-- Exercise details --
Set down all of the lines below exactly as they are given.

-- Data to process --
▼

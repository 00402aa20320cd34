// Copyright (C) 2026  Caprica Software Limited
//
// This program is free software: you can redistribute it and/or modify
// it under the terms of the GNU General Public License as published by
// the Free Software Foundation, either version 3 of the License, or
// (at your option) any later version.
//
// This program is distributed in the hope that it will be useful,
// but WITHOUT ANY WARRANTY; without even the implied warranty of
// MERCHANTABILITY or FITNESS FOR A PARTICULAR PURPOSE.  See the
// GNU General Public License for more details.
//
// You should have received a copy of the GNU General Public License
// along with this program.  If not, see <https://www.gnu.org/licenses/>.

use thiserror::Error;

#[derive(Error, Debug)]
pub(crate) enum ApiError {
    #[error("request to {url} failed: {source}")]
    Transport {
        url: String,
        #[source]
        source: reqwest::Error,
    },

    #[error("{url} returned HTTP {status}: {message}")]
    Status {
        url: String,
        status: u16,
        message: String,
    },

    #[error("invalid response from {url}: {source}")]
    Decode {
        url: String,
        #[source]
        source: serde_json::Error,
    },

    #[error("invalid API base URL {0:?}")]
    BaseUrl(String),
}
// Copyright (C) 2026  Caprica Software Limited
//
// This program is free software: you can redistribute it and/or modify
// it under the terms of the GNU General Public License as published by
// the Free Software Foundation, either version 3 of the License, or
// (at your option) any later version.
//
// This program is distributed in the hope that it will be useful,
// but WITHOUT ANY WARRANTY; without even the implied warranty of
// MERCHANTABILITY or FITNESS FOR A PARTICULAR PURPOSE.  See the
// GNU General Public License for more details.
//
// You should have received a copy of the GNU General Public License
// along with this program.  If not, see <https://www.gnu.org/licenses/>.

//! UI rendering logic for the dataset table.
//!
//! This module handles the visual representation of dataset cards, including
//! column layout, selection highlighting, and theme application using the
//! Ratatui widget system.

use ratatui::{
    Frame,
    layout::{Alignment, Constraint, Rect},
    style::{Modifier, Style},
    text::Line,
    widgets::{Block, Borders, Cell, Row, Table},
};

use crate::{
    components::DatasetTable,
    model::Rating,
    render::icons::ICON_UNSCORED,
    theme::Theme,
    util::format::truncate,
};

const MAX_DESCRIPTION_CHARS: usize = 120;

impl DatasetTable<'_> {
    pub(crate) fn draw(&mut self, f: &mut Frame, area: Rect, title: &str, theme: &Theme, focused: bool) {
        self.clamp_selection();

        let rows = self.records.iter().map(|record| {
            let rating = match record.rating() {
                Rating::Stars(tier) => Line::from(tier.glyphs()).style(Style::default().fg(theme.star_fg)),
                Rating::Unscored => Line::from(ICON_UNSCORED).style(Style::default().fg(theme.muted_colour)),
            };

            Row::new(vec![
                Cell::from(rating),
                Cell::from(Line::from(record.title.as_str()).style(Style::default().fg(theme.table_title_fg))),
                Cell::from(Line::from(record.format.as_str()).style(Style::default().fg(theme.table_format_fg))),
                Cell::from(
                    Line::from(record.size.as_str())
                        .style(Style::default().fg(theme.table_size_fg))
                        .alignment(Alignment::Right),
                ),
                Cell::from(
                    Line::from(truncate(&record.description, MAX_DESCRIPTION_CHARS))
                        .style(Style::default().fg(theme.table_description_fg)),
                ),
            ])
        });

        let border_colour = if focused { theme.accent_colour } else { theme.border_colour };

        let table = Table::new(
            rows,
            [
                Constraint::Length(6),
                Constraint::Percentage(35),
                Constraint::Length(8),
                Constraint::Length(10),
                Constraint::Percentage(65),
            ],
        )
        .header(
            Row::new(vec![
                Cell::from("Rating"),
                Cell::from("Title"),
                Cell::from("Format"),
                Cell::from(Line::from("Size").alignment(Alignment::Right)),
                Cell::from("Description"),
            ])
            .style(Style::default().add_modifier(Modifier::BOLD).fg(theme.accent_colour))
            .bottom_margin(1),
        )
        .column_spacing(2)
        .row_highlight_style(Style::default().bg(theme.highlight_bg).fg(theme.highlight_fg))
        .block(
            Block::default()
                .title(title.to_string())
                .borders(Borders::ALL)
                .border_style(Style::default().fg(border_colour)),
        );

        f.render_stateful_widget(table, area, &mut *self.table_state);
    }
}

▲

-- Reply to the task --
repository 00402aa20320cd34
// Copyright (C) 2026  Caprica Software Limited
//
// This program is free software: you can redistribute it and/or modify
// it under the terms of the GNU General Public License as published by
// the Free Software Foundation, either version 3 of the License, or
// (at your option) any later version.
//
// This program is distributed in the hope that it will be useful,
// but WITHOUT ANY WARRANTY; without even the implied warranty of
// MERCHANTABILITY or FITNESS FOR A PARTICULAR PURPOSE.  See the
// GNU General Public License for more details.
//
// You should have received a copy of the GNU General Public License
// along with this program.  If not, see <https://www.gnu.org/licenses/>.

use thiserror::Error;

#[derive(Error, Debug)]
pub(crate) enum ApiError {
    #[error("request to {url} failed: {source}")]
    Transport {
        url: String,
        #[source]
        source: reqwest::Error,
    },

    #[error("{url} returned HTTP {status}: {message}")]
    Status {
        url: String,
        status: u16,
        message: String,
    },

    #[error("invalid response from {url}: {source}")]
    Decode {
        url: String,
        #[source]
        source: serde_json::Error,
    },

    #[error("invalid API base URL {0:?}")]
    BaseUrl(String),
}
// Copyright (C) 2026  Caprica Software Limited
//
// This program is free software: you can redistribute it and/or modify
// it under the terms of the GNU General Public License as published by
// the Free Software Foundation, either version 3 of the License, or
// (at your option) any later version.
//
// This program is distributed in the hope that it will be useful,
// but WITHOUT ANY WARRANTY; without even the implied warranty of
// MERCHANTABILITY or FITNESS FOR A PARTICULAR PURPOSE.  See the
// GNU General Public License for more details.
//
// You should have received a copy of the GNU General Public License
// along with this program.  If not, see <https://www.gnu.org/licenses/>.

//! UI rendering logic for the dataset table.
//!
//! This module handles the visual representation of dataset cards, including
//! column layout, selection highlighting, and theme application using the
//! Ratatui widget system.

use ratatui::{
    Frame,
    layout::{Alignment, Constraint, Rect},
    style::{Modifier, Style},
    text::Line,
    widgets::{Block, Borders, Cell, Row, Table},
};

use crate::{
    components::DatasetTable,
    model::Rating,
    render::icons::ICON_UNSCORED,
    theme::Theme,
    util::format::truncate,
};

const MAX_DESCRIPTION_CHARS: usize = 120;

impl DatasetTable<'_> {
    pub(crate) fn draw(&mut self, f: &mut Frame, area: Rect, title: &str, theme: &Theme, focused: bool) {
        self.clamp_selection();

        let rows = self.records.iter().map(|record| {
            let rating = match record.rating() {
                Rating::Stars(tier) => Line::from(tier.glyphs()).style(Style::default().fg(theme.star_fg)),
                Rating::Unscored => Line::from(ICON_UNSCORED).style(Style::default().fg(theme.muted_colour)),
            };

            Row::new(vec![
                Cell::from(rating),
                Cell::from(Line::from(record.title.as_str()).style(Style::default().fg(theme.table_title_fg))),
                Cell::from(Line::from(record.format.as_str()).style(Style::default().fg(theme.table_format_fg))),
                Cell::from(
                    Line::from(record.size.as_str())
                        .style(Style::default().fg(theme.table_size_fg))
                        .alignment(Alignment::Right),
                ),
                Cell::from(
                    Line::from(truncate(&record.description, MAX_DESCRIPTION_CHARS))
                        .style(Style::default().fg(theme.table_description_fg)),
                ),
            ])
        });

        let border_colour = if focused { theme.accent_colour } else { theme.border_colour };

        let table = Table::new(
            rows,
            [
                Constraint::Length(6),
                Constraint::Percentage(35),
                Constraint::Length(8),
                Constraint::Length(10),
                Constraint::Percentage(65),
            ],
        )
        .header(
            Row::new(vec![
                Cell::from("Rating"),
                Cell::from("Title"),
                Cell::from("Format"),
                Cell::from(Line::from("Size").alignment(Alignment::Right)),
                Cell::from("Description"),
            ])
            .style(Style::default().add_modifier(Modifier::BOLD).fg(theme.accent_colour))
            .bottom_margin(1),
        )
        .column_spacing(2)
        .row_highlight_style(Style::default().bg(theme.highlight_bg).fg(theme.highlight_fg))
        .block(
            Block::default()
                .title(title.to_string())
                .borders(Borders::ALL)
                .border_style(Style::default().fg(border_colour)),
        );

        f.render_stateful_widget(table, area, &mut *self.table_state);
    }
}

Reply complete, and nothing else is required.